George Orwell famously wrote "when there is a gap between one's real and one's declared aims, one turns as it were instinctively to long words and exhausted idioms, like a cuttlefish spurting out ink." The DTI's latest press release on its World Cup Ticket splurge is a perfect illustration of this point. It talks about "leveraging investment promotion benefits" and how its decision to spend public money "pre-dates any "government-wide "guidance" on this matter". It obfuscates, trying to distinguish between the amount the national department spent and the amount spent by those public entities that report to it. Whatever. The point is, it's public money misspent on personal indulgence. When the ANC government starts to understand that this is a problem, and putting first the people it serves, only then will it ever be able to put up a credible defence. Until then, an apology is the best course of action.
The DTI claims that it is "outrageously untrue and misleading" to say that the Department wasted R16.7-million on tickets, because they actually only wasted R4.7-million. Firstly, it is ridiculous that the DTI thinks that nearly R5-mllion wastage on tickets is somehow acceptable in a way that R16.7-million is not. Secondly, the DA has merely restated in our correspondence on this subject precisely what the minister of trade and industry stated in his response to our parliamentary question: that the DTI spent R4.7-million, while the Industrial Development Corporation, a state entity that was listed as falling under the DTI, spent R12-million.
The IDC was legally transferred to the Economic Development Ministry during June, but the Minister of Trade and Industry lists them under his department in his parliamentary reply, and the transfer only took place well after the purchase of tickets, while they were still under Trade and Industry jurisdiction.

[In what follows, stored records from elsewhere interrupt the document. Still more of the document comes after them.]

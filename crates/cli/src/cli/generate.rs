use std::path::PathBuf;
use std::time::Instant;

use clap::Args;
use console::style;
use nsdk_codegen::{GeneratorOptions, write_sdk};

use crate::cli::analyze::run_analysis;
use crate::cli::{format_elapsed_ms, load_config, run_cli};

#[derive(Args, Debug, Clone)]
pub struct GenerateArgs {
    #[arg(value_name = "CONFIG", help = "Path to the nsdk configuration file (.json or .toml)")]
    pub config: PathBuf,
}

pub fn run(args: GenerateArgs, verbose: bool) -> i32 {
    run_cli(|| run_inner(&args, verbose))
}

fn run_inner(args: &GenerateArgs, verbose: bool) -> Result<(), String> {
    let config = load_config(&args.config, verbose)?;
    let analysis = run_analysis(&config)?;

    let start = Instant::now();
    let written = write_sdk(&analysis.content, &GeneratorOptions::from_config(&config))
        .map_err(|err| err.to_string())?;

    println!(
        "{} Generated {written} file(s) in {} ({})",
        style("✓").green(),
        config.sdk_output.display(),
        format_elapsed_ms(start)
    );
    Ok(())
}
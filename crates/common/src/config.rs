//! Configuration model for the `nsdk` binary.
//!
//! A configuration file is either JSON (`*.json`) or TOML (`*.toml`). Every
//! relative path inside it is resolved against the directory holding the file,
//! so the tool behaves the same whatever the current directory is.

use std::fs;
use std::path::{Path, PathBuf};

use serde::{Deserialize, Serialize};
use thiserror::Error;

use crate::naming::is_identifier;

/// Errors raised while loading or validating a configuration file.
#[derive(Debug, Error)]
pub enum ConfigError {
    /// The file could not be read.
    #[error("Failed to read configuration file {path}: {source}")]
    Read {
        /// Path of the configuration file.
        path: PathBuf,
        /// Underlying I/O error.
        source: std::io::Error,
    },
    /// The JSON document is invalid.
    #[error("Failed to parse configuration file {path}: {source}")]
    Json {
        /// Path of the configuration file.
        path: PathBuf,
        /// Underlying parse error.
        source: serde_json::Error,
    },
    /// The TOML document is invalid.
    #[error("Failed to parse configuration file {path}: {source}")]
    Toml {
        /// Path of the configuration file.
        path: PathBuf,
        /// Underlying parse error.
        source: toml::de::Error,
    },
    /// The file extension is neither `.json` nor `.toml`.
    #[error("Unsupported configuration format for {0} (expected a .json or .toml file)")]
    UnsupportedFormat(PathBuf),
    /// A field holds an unusable value.
    #[error("Invalid configuration value for '{field}': {reason}")]
    Invalid {
        /// Name of the offending field.
        field: &'static str,
        /// What is wrong with it.
        reason: String,
    },
}

/// A substitute declaration for a type that has no portable standalone form.
#[derive(Debug, Clone, PartialEq, Eq, Serialize, Deserialize)]
#[serde(rename_all = "camelCase")]
pub struct MagicType {
    /// Suffix of the declaring file path, compared without extension.
    pub source_file_suffix: String,
    /// Name of the substituted type.
    pub type_name: String,
    /// Declaration emitted instead of the real one.
    pub placeholder_content: String,
}

/// Configuration of one analyze/generate run.
#[derive(Debug, Clone, PartialEq, Eq, Serialize, Deserialize)]
#[serde(rename_all = "camelCase", deny_unknown_fields)]
pub struct Config {
    /// Root directory of the API project to analyze.
    pub api_input_path: PathBuf,
    /// Directory the SDK is generated into.
    pub sdk_output: PathBuf,
    /// Script providing the central request handler of the SDK.
    pub config_script_path: PathBuf,
    /// Named export of the central script; the default export when unset.
    #[serde(default)]
    pub config_name_to_import: Option<String>,
    /// User-provided magic types, consulted before the builtin ones.
    #[serde(default)]
    pub magic_types: Vec<MagicType>,
    /// Where to write the SDK content as JSON after analysis.
    #[serde(default)]
    pub json_output: Option<PathBuf>,
    /// Pretty-print the JSON output.
    #[serde(default)]
    pub json_pretty_output: bool,
    /// Show debug logs.
    #[serde(default)]
    pub verbose: bool,
    /// Replace a previously generated SDK directory.
    #[serde(default)]
    pub remove_old_output_dir: bool,
}

impl Config {
    /// Load a configuration file and resolve its relative paths.
    ///
    /// The result is not validated yet, see [`Config::validate`].
    pub fn load(path: &Path) -> Result<Self, ConfigError> {
        let contents = fs::read_to_string(path).map_err(|source| ConfigError::Read {
            path: path.to_path_buf(),
            source,
        })?;

        let extension = path
            .extension()
            .and_then(|ext| ext.to_str())
            .map(str::to_ascii_lowercase);

        let mut config: Self = match extension.as_deref() {
            Some("json") => serde_json::from_str(&contents).map_err(|source| ConfigError::Json {
                path: path.to_path_buf(),
                source,
            })?,
            Some("toml") => toml::from_str(&contents).map_err(|source| ConfigError::Toml {
                path: path.to_path_buf(),
                source,
            })?,
            _ => return Err(ConfigError::UnsupportedFormat(path.to_path_buf())),
        };

        let base = path.parent().unwrap_or_else(|| Path::new("."));
        config.resolve_paths(base);
        tracing::debug!("Loaded configuration from {}", path.display());
        Ok(config)
    }

    /// Load and validate in one step.
    pub fn load_validated(path: &Path) -> Result<Self, ConfigError> {
        let config = Self::load(path)?;
        config.validate()?;
        Ok(config)
    }

    /// Make every relative path absolute against `base`.
    pub fn resolve_paths(&mut self, base: &Path) {
        let resolve = |p: &Path| {
            if p.is_absolute() {
                p.to_path_buf()
            } else {
                base.join(p)
            }
        };

        self.api_input_path = resolve(&self.api_input_path);
        self.sdk_output = resolve(&self.sdk_output);
        self.config_script_path = resolve(&self.config_script_path);
        self.json_output = self.json_output.as_deref().map(resolve);
    }

    /// Check the values that the core relies on.
    pub fn validate(&self) -> Result<(), ConfigError> {
        if !self.api_input_path.is_dir() {
            return Err(ConfigError::Invalid {
                field: "apiInputPath",
                reason: format!("{} is not a directory", self.api_input_path.display()),
            });
        }

        if self.sdk_output.as_os_str().is_empty() {
            return Err(ConfigError::Invalid {
                field: "sdkOutput",
                reason: "must not be empty".to_string(),
            });
        }

        if self.config_script_path.as_os_str().is_empty() {
            return Err(ConfigError::Invalid {
                field: "configScriptPath",
                reason: "must not be empty".to_string(),
            });
        }

        if let Some(name) = &self.config_name_to_import
            && !is_identifier(name)
        {
            return Err(ConfigError::Invalid {
                field: "configNameToImport",
                reason: format!("{name:?} is not a valid identifier"),
            });
        }

        if let Some(json_output) = &self.json_output {
            let parent_ok = json_output
                .parent()
                .is_none_or(|parent| parent.as_os_str().is_empty() || parent.is_dir());
            if !parent_ok {
                return Err(ConfigError::Invalid {
                    field: "jsonOutput",
                    reason: format!(
                        "parent directory of {} does not exist",
                        json_output.display()
                    ),
                });
            }
        }

        for (i, magic) in self.magic_types.iter().enumerate() {
            if magic.source_file_suffix.trim().is_empty() || magic.type_name.trim().is_empty() {
                return Err(ConfigError::Invalid {
                    field: "magicTypes",
                    reason: format!("entry #{i} needs both a sourceFileSuffix and a typeName"),
                });
            }
        }

        Ok(())
    }
}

The press have, for the most part, made the distinction between the R12-million spent by the IDC and R4.7-million spent by the DTI explicit; in instances where they have not, one could hardly claim that there is some conspiracy at play, as the DTI suggests. The fact is that the DTI and the entities falling under them spent R16.7-million of state funds, bringing total government expenditure on tickets to R130-million.
The DTI's response to this matter illustrates precisely the problem: that there is a stubbornness in the Zuma administration to acknowledge the difference between good governance and bad, and to admit when mistakes have been made. The DTI cannot claim that millions of rands spent on World Cup tickets are the best use of state funds in these difficult times, with so many pressing socioeconomic problems in our country. Moreover, the minister admitted in his reply that Industrial Development Corporation members of staff were amongst those who received tickets. How does that square with the DTI's claim yesterday that ticket purchases were designed purely to "leverage investment promotion benefits"?
The DTI's statement left the best for last. Apparently, one of the reasons why the DTI's purchase of tickets might be acceptable is because their "procurement of the tickets pre-date[d] any ‘government-wide guidance'". Yet the "guidance" that was provided was precisely that - a set of guidelines provided as a courtesy by the Treasury, outlining exactly what the law already says. But the Public Finance Management Act was already in place when the DTI bought tickets, and so whether the Treasury happened to have issued guidelines yet or not is irrelevant. Government departments are obliged to obey the laws of the land, irrespective of whether or not the Treasury has précised them.
We will submit further questions to the DTI, probing how the purchase of these tickets have tangibly benefited South Africa.